In these early studies, field effect transistors (based on silicon MOSFET technology) were fabricated with GOX immobilized in a gel gate electrode and were used to detect changes in surface pH that were correlated with the concentration of glucose in solution.⁸ 

More recently, solution processable sensors based on organic semiconductors are attracting much attention in the rapidly emerging field of organic electronics.⁹ Furthermore, direct inkjet-printing of enzymes is also starting to be developed as researchers look for ways to take advantage of the advantages associated with inkjet-printing for sensor applications such as rapid “drop on demand” prototyping and digital design capabilities. For example, in 2011, Yun and co-workers reported the fabrication of glucose-sensing structures containing both GOX and horseradish peroxidase (HRP) mixed with the widely used polymeric conductor poly(3,4-ethylenedioxythiophene)-poly (styrene sulfonic acid) (PEDOT:PSS).¹⁰ An ink containing these three materials was inkjet-printed onto an indium tin oxide (ITO) coated substrate, which was then used as the working electrode in a three terminal electrochemical cell. Glucose concentrations down to 590 μM were detected using cyclic voltammetry and chronoamperometry. More recently, Weng et al. fabricated inkjet-printed enzymatic sensors using GOX (to sense glucose) and HRP (to sense H₂O₂) printed from an ink containing a dispersion of polypyrrole nanoparticles.¹¹ Again, the peak current observed during cyclic voltammetry experiments was used as a calibration parameter with the enzymes present on the working electrode. Also in 2014, Zhang et al. presented enzymatic sensors using GOX in combination with HRP in which the enzymes were deposited onto paper using piezoelectric inkjet-printing.¹² These sensors exhibited a change in color dependent on the concentration of glucose in a given sample due to the HRP-induced oxidation of 2,2′-azino-bis (3-ethylbenzothiazoline-6-sulfonate) (ABTS) in to ABTS^▪+.

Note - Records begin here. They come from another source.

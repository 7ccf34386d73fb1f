//! SQLite storage layer -- ingested flows and their scores.

pub mod schema;

use std::path::Path;

use anyhow::{Context, Result};
use r2d2::Pool as R2D2Pool;
use r2d2_sqlite::SqliteConnectionManager;
use rusqlite::{params, Row};
use serde::Serialize;
use uuid::Uuid;

use crate::trace::{Trace, TraceLabels};

/// Connection Pool type
pub type Pool = R2D2Pool<SqliteConnectionManager>;

/// Open (or create) the SQLite database and return a connection pool.
pub fn open_pool(path: impl AsRef<Path>) -> Result<Pool> {
    let path = path.as_ref();
    let manager = SqliteConnectionManager::file(path).with_init(|c| {
        c.execute_batch(
            "PRAGMA journal_mode = WAL;
                 PRAGMA synchronous = NORMAL;
                 PRAGMA temp_store = MEMORY;
                 PRAGMA foreign_keys = ON;
                 PRAGMA busy_timeout = 5000;",
        )
    });

    let pool = R2D2Pool::new(manager)
        .with_context(|| format!("failed to open database: {}", path.display()))?;

    // Run migrations on a single connection
    let conn = pool.get()?;
    schema::migrate(&conn)?;

    Ok(pool)
}

/// A flow as stored, with its ingestion metadata.
#[derive(Debug, Clone, Serialize)]
pub struct StoredTrace {
    pub id: i64,
    pub ingest_id: String,
    #[serde(flatten)]
    pub trace: Trace,
    pub anomaly_probability: Option<f64>,
    pub created_at: String,
}

/// Append one ingestion batch in a single transaction. Returns the row ids in
/// input order.
pub fn append_traces(pool: &Pool, ingest_id: &Uuid, traces: &[Trace]) -> Result<Vec<i64>> {
    let mut conn = pool.get()?;
    let tx = conn.transaction()?;
    let ingest = ingest_id.to_string();
    let mut ids = Vec::with_capacity(traces.len());
    {
        let mut stmt = tx.prepare(
            "INSERT INTO traces (ingest_id, ip_source, ip_destination, is_anomaly, flow_time, labels_json)
             VALUES (?1, ?2, ?3, ?4, ?5, ?6)",
        )?;
        for t in traces {
            let labels = serde_json::to_string(&t.labels)?;
            stmt.execute(params![
                ingest,
                t.ip_source,
                t.ip_destination,
                t.is_anomaly,
                t.timestamp,
                labels
            ])?;
            ids.push(tx.last_insert_rowid());
        }
    }
    tx.commit()?;
    Ok(ids)
}

/// Attach the online anomaly score to a stored flow.
pub fn record_score(pool: &Pool, id: i64, anomaly_probability: f32) -> Result<()> {
    let conn = pool.get()?;
    conn.execute(
        "UPDATE traces SET anomaly_probability = ?1 WHERE id = ?2",
        params![f64::from(anomaly_probability), id],
    )?;
    Ok(())
}

/// Newest first.
pub fn recent_traces(pool: &Pool, limit: usize) -> Result<Vec<StoredTrace>> {
    let conn = pool.get()?;
    let mut stmt = conn.prepare(
        "SELECT id, ingest_id, ip_source, ip_destination, is_anomaly, flow_time, labels_json,
                anomaly_probability, created_at
         FROM traces ORDER BY id DESC LIMIT ?1",
    )?;
    let limit = i64::try_from(limit).unwrap_or(i64::MAX);
    let rows = stmt.query_map(params![limit], stored_from_row)?;
    let mut out = Vec::new();
    for row in rows {
        out.push(row??);
    }
    Ok(out)
}

/// Every stored flow, oldest first. Feeds the batch classifier.
pub fn all_traces(pool: &Pool) -> Result<Vec<Trace>> {
    let conn = pool.get()?;
    let mut stmt = conn.prepare(
        "SELECT id, ingest_id, ip_source, ip_destination, is_anomaly, flow_time, labels_json,
                anomaly_probability, created_at
         FROM traces ORDER BY id ASC",
    )?;
    let rows = stmt.query_map([], stored_from_row)?;
    let mut out = Vec::new();
    for row in rows {
        out.push(row??.trace);
    }
    Ok(out)
}

pub fn count_traces(pool: &Pool) -> Result<u64> {
    let conn = pool.get()?;
    let n: i64 = conn.query_row("SELECT COUNT(*) FROM traces", [], |row| row.get(0))?;
    Ok(u64::try_from(n).unwrap_or(0))
}

/// Label JSON is decoded after the row is read so that a bad blob surfaces as
/// an error instead of a panic inside the rusqlite callback.
fn stored_from_row(row: &Row<'_>) -> rusqlite::Result<Result<StoredTrace>> {
    let labels_json: String = row.get(6)?;
    let id: i64 = row.get(0)?;
    let ingest_id: String = row.get(1)?;
    let ip_source: String = row.get(2)?;
    let ip_destination: String = row.get(3)?;
    let is_anomaly: bool = row.get(4)?;
    let timestamp: String = row.get(5)?;
    let anomaly_probability: Option<f64> = row.get(7)?;
    let created_at: String = row.get(8)?;

    Ok(serde_json::from_str::<TraceLabels>(&labels_json)
        .with_context(|| format!("corrupt labels for trace {id}"))
        .map(|labels| StoredTrace {
            id,
            ingest_id,
            trace: Trace {
                ip_source,
                ip_destination,
                is_anomaly,
                labels,
                timestamp,
            },
            anomaly_probability,
            created_at,
        }))
}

Recently, we have reported enzymatic glucose sensors based on a modified organic thin film transistor (OTFT) architecture incorporating GOX as the recognition element. These sensors respond to glucose concentrations in the range which occurs in saliva.⁷ Glucose sensing in these devices involves the diffusion of protons (generated via the enzymatic oxidation of glucose) to, and subsequent doping of, the poly(3-hexythiophene) (P3HT) transistor channel. The diffusion step is the key determinant of response time in these devices.¹³ 

In this study, we probe the mechanisms present in OTFT glucose sensors by studying device behavior with changing device architecture. By optimizing the device architecture, we are able to demonstrate a five-fold improvement in response time. By modelling the diffusion behavior of the devices, we show that there is an initial rapid de-doping process that is followed by the doping of the P3HT layer. Moreover, the modelling data indicate that the doping region is not located at the upper P3HT interface but instead is closer to the source and drain electrodes. Finally, we demonstrate that inkjet-printing is a promising method to deposit GOX in these types of devices which both improves fabrication consistency and provides an avenue for entirely inkjet-printed sensors in the future.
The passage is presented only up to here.